I had my first grand mal seizure when I was 12.
My brother found me seizing after I fell off of the top bunk of our bunk bed and I was taken by ambulance to the hospital. I remember waking up in the ambulance confused and gasping for breath. After passing out again, I woke up in the hospital room and was lucid enough to feel embarrassed about the nurse stripping my soiled clothes and placing a gown on me. A certain amount of naivety cushioned the experience, but I remember feeling bothered as I caught curious stares at my body hooked up to a portable EEG machine. I tried to hide in my hospital room as much as possible to deny my status as a neurological hospital patient. Most of all, I remember my parents’ concern and how my little brother was afraid of me. My parents and I left the hospital relieved as all of the neurological testing indicated a lack of brain damage.
Over the course of about a year, I was put on a number of anti-seizure drugs. One after the other, however, the drugs failed to stop the grand mal seizures from occurring or resulted in extreme side effects. One medication caused a miserable fever that scared me. I wasn’t overly self aware, but I remember having a difficult time regulating my emotions and I was worried about being able to be a normal person when I got older.

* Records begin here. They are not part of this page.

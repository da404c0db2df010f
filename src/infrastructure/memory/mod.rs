//! In-Memory Store
//!
//! Process-local implementation of every repository trait, used by the
//! `memory` database backend and by tests. All state sits behind one mutex,
//! so each trait method is atomic with respect to every other.

use std::collections::HashMap;

use async_trait::async_trait;
use chrono::Utc;
use parking_lot::Mutex;

use crate::domain::{
    Balance, BalanceRepository, GamblingRecord, GamblingRepository, MessageActivity, PendingPlay,
    SettledPlay, TransferReceipt, User, UserRepository,
};
use crate::shared::error::AppError;

#[derive(Debug, Default)]
struct State {
    users: HashMap<i64, User>,
    balances: HashMap<i64, Balance>,
    records: Vec<GamblingRecord>,
}

impl State {
    fn ensure_account(&mut self, user_id: i64) -> &mut Balance {
        self.users.entry(user_id).or_insert_with(|| User::new(user_id));
        self.balances
            .entry(user_id)
            .or_insert_with(|| Balance::empty(user_id))
    }
}

/// Shared in-memory ledger.
#[derive(Debug, Default)]
pub struct InMemoryStore {
    state: Mutex<State>,
}

impl InMemoryStore {
    pub fn new() -> Self {
        Self::default()
    }

    /// Overwrite a user's balance, creating the account if needed.
    pub fn seed_balance(&self, user_id: i64, amount: i64) {
        let mut state = self.state.lock();
        let balance = state.ensure_account(user_id);
        balance.amount = amount.max(0);
        balance.updated_at = Utc::now();
    }

    /// Sum of all balances.
    pub fn total_coins(&self) -> i64 {
        self.state.lock().balances.values().map(|b| b.amount).sum()
    }

    /// Number of gambling plays logged.
    pub fn record_count(&self) -> usize {
        self.state.lock().records.len()
    }
}

#[async_trait]
impl UserRepository for InMemoryStore {
    async fn count_message(
        &self,
        id: i64,
        interval: i64,
        reward_amount: i64,
    ) -> Result<MessageActivity, AppError> {
        let mut state = self.state.lock();

        let mut user = state.users.get(&id).cloned().unwrap_or_else(|| User::new(id));
        user.message_count += 1;
        user.updated_at = Utc::now();

        // Work out the credit before writing anything, so a failure keeps neither.
        let reward = if user.reached_milestone(interval) {
            let current = state.balances.get(&id).map_or(0, |b| b.amount);
            let total = current.checked_add(reward_amount).ok_or_else(|| {
                AppError::Validation(format!("Reward of {} overflows balance", reward_amount))
            })?;

            let balance = state.ensure_account(id);
            balance.amount = total;
            balance.updated_at = user.updated_at;
            Some(balance.clone())
        } else {
            None
        };

        state.users.insert(id, user.clone());
        Ok(MessageActivity { user, reward })
    }
}

#[async_trait]
impl BalanceRepository for InMemoryStore {
    async fn get_or_create(&self, user_id: i64) -> Result<Balance, AppError> {
        Ok(self.state.lock().ensure_account(user_id).clone())
    }

    async fn credit(&self, user_id: i64, amount: i64) -> Result<Balance, AppError> {
        let mut state = self.state.lock();
        let balance = state.ensure_account(user_id);
        balance.amount = balance
            .amount
            .checked_add(amount)
            .filter(|total| *total >= 0)
            .ok_or_else(|| AppError::Validation(format!("Credit of {} overflows balance", amount)))?;
        balance.updated_at = Utc::now();
        Ok(balance.clone())
    }

    async fn transfer(
        &self,
        sender_id: i64,
        recipient_id: i64,
        amount: i64,
    ) -> Result<Option<TransferReceipt>, AppError> {
        let mut state = self.state.lock();

        let available = state
            .balances
            .get(&sender_id)
            .map(|b| b.amount)
            .ok_or_else(|| AppError::NotFound(format!("Balance for user {} not found", sender_id)))?;

        if available < amount {
            return Ok(None);
        }

        let now = Utc::now();
        let sender = {
            let balance = state.ensure_account(sender_id);
            balance.amount -= amount;
            balance.updated_at = now;
            balance.clone()
        };
        let recipient = {
            let balance = state.ensure_account(recipient_id);
            balance.amount += amount;
            balance.updated_at = now;
            balance.clone()
        };

        Ok(Some(TransferReceipt {
            sender,
            recipient,
            amount,
        }))
    }

    async fn top(&self, limit: i64) -> Result<Vec<Balance>, AppError> {
        let state = self.state.lock();
        let mut balances: Vec<Balance> = state.balances.values().cloned().collect();
        balances.sort_by(|a, b| b.amount.cmp(&a.amount).then(a.user_id.cmp(&b.user_id)));
        balances.truncate(usize::try_from(limit).unwrap_or(0));
        Ok(balances)
    }
}

#[async_trait]
impl GamblingRepository for InMemoryStore {
    async fn settle(&self, play: &PendingPlay) -> Result<Option<SettledPlay>, AppError> {
        let mut state = self.state.lock();

        if state.records.iter().any(|r| r.id == play.id) {
            return Err(AppError::Conflict(format!(
                "Gambling record {} already exists",
                play.id
            )));
        }

        let balance = state.ensure_account(play.user_id);
        let next = balance.amount.checked_add(play.delta).ok_or_else(|| {
            AppError::Validation(format!("Delta of {} overflows balance", play.delta))
        })?;
        if next < 0 {
            return Ok(None);
        }

        balance.amount = next;
        balance.updated_at = Utc::now();
        let balance = balance.clone();

        let record = play.settled_record(balance.amount);
        state.records.push(record.clone());

        Ok(Some(SettledPlay { balance, record }))
    }

    async fn recent_for_user(&self, user_id: i64, limit: i64) -> Result<Vec<GamblingRecord>, AppError> {
        let state = self.state.lock();
        Ok(state
            .records
            .iter()
            .rev()
            .filter(|r| r.user_id == user_id)
            .take(usize::try_from(limit).unwrap_or(0))
            .cloned()
            .collect())
    }
}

Eventually we found an effective treatment, which consisted of me taking a dozen pills every day. After an extended period of time without epilepsy symptoms, the doctor concluded that my seizures were likely due to developmental processes during puberty and would not persist as I aged. As I progressed through high school, I was weaned off of the medication without issue, and I thought my experience with epilepsy was behind me.

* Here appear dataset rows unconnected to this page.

//! Gambling record entity and repository trait.
//!
//! Maps to the append-only `gambling_records` table.

use async_trait::async_trait;
use chrono::{DateTime, Utc};
use serde::{Deserialize, Serialize};
use uuid::Uuid;

use super::balance::Balance;
use crate::shared::error::AppError;

/// Result of a single play.
#[derive(Debug, Clone, Copy, PartialEq, Eq, Serialize, Deserialize)]
#[serde(rename_all = "lowercase")]
pub enum GameOutcome {
    Win,
    Loss,
}

impl GameOutcome {
    /// Convert from database string representation.
    pub fn from_str(s: &str) -> Self {
        match s {
            "win" => Self::Win,
            _ => Self::Loss,
        }
    }

    /// Convert to database string representation.
    pub fn as_str(&self) -> &'static str {
        match self {
            Self::Win => "win",
            Self::Loss => "loss",
        }
    }
}

impl std::fmt::Display for GameOutcome {
    fn fmt(&self, f: &mut std::fmt::Formatter<'_>) -> std::fmt::Result {
        write!(f, "{}", self.as_str())
    }
}

/// One gambling play, kept for history and audit.
///
/// Maps to the `gambling_records` table:
/// - id: UUID PRIMARY KEY (v7, time ordered)
/// - user_id: BIGINT NOT NULL REFERENCES users(id)
/// - variant: VARCHAR(32) NOT NULL
/// - outcome: VARCHAR(8) NOT NULL ('win' | 'loss')
/// - wager: BIGINT NOT NULL CHECK (wager > 0)
/// - delta: BIGINT NOT NULL
/// - balance_after: BIGINT NOT NULL
/// - created_at: TIMESTAMPTZ NOT NULL DEFAULT NOW()
#[derive(Debug, Clone, PartialEq, Eq, Serialize, Deserialize)]
pub struct GamblingRecord {
    pub id: Uuid,
    pub user_id: i64,
    pub variant: String,
    pub outcome: GameOutcome,
    pub wager: i64,
    /// Signed change applied to the balance
    pub delta: i64,
    pub balance_after: i64,
    pub created_at: DateTime<Utc>,
}

/// A decided play whose balance change has not been applied yet.
#[derive(Debug, Clone, PartialEq, Eq)]
pub struct PendingPlay {
    pub id: Uuid,
    pub user_id: i64,
    pub variant: String,
    pub outcome: GameOutcome,
    pub wager: i64,
    /// Signed change to apply to the balance
    pub delta: i64,
    pub created_at: DateTime<Utc>,
}

impl PendingPlay {
    pub fn new(
        user_id: i64,
        variant: impl Into<String>,
        outcome: GameOutcome,
        wager: i64,
        delta: i64,
    ) -> Self {
        Self {
            id: Uuid::now_v7(),
            user_id,
            variant: variant.into(),
            outcome,
            wager,
            delta,
            created_at: Utc::now(),
        }
    }

    /// The log entry for this play once the balance reads `balance_after`.
    pub fn settled_record(&self, balance_after: i64) -> GamblingRecord {
        GamblingRecord {
            id: self.id,
            user_id: self.user_id,
            variant: self.variant.clone(),
            outcome: self.outcome,
            wager: self.wager,
            delta: self.delta,
            balance_after,
            created_at: self.created_at,
        }
    }
}

/// Balance and log entry written together by one settlement.
#[derive(Debug, Clone, PartialEq, Eq)]
pub struct SettledPlay {
    pub balance: Balance,
    pub record: GamblingRecord,
}

/// Repository trait for the gambling log.
#[cfg_attr(test, mockall::automock)]
#[async_trait]
pub trait GamblingRepository: Send + Sync {
    /// Apply the play's delta to the user's balance and append it to the log
    /// as one unit. Returns `None` without writing anything when the balance
    /// would go negative.
    async fn settle(&self, play: &PendingPlay) -> Result<Option<SettledPlay>, AppError>;

    /// Most recent plays of a user, newest first.
    async fn recent_for_user(&self, user_id: i64, limit: i64) -> Result<Vec<GamblingRecord>, AppError>;
}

I went to Harvard to play football, but after a physical revealed neurological issues (my smile was asymmetric), I was asked to undergo further testing to reveal the status of my epilepsy. After determining that it was still present, my coaches, family, doctors and I made the decision that I would stop playing football. I was a passionate about the sport, and retirement was difficult for me. I felt victimized by the disorder, as it barred me from the passionate pursuit that I loved.
However, as so many times is the case, when one door closes, another opens. With the extra time I gained from not playing sports, I honed my academic focus and discovered my classroom passion. I was drawn to neurobiology and neurogenetics through researching what my new anti-seizure drugs did to my brain. After a few neuro classes and lectures, I knew that I was hooked. I loaded my schedule and joined the Dr. Matthew Anderson lab at Harvard Medical School, which focuses on genetic models of epilepsy and autism.
Through learning about the brain in the classroom and laboratory setting, I made the decision to follow a path toward becoming a Neurologist. I hope to facilitate better care for those with neurological disorders by applying my experiences in receiving care. Also, I someday hope to run a lab that focuses on integrating basic science research with a clinical understanding of epilepsy toward developing therapeutic strategies for the disorder.
Having epilepsy has, in many ways, defined my past, present, and future. Though the disabling aspects of epilepsy deflected my path away from playing college football, the mechanistic and scientific aspects of the disorder focused my new path, and charged me with a burning passion to better understand the disease. I am uncertain of how epilepsy will influence my future, but it gives me hope that CURE is dedicated to asking the question "How can we cure epilepsy?"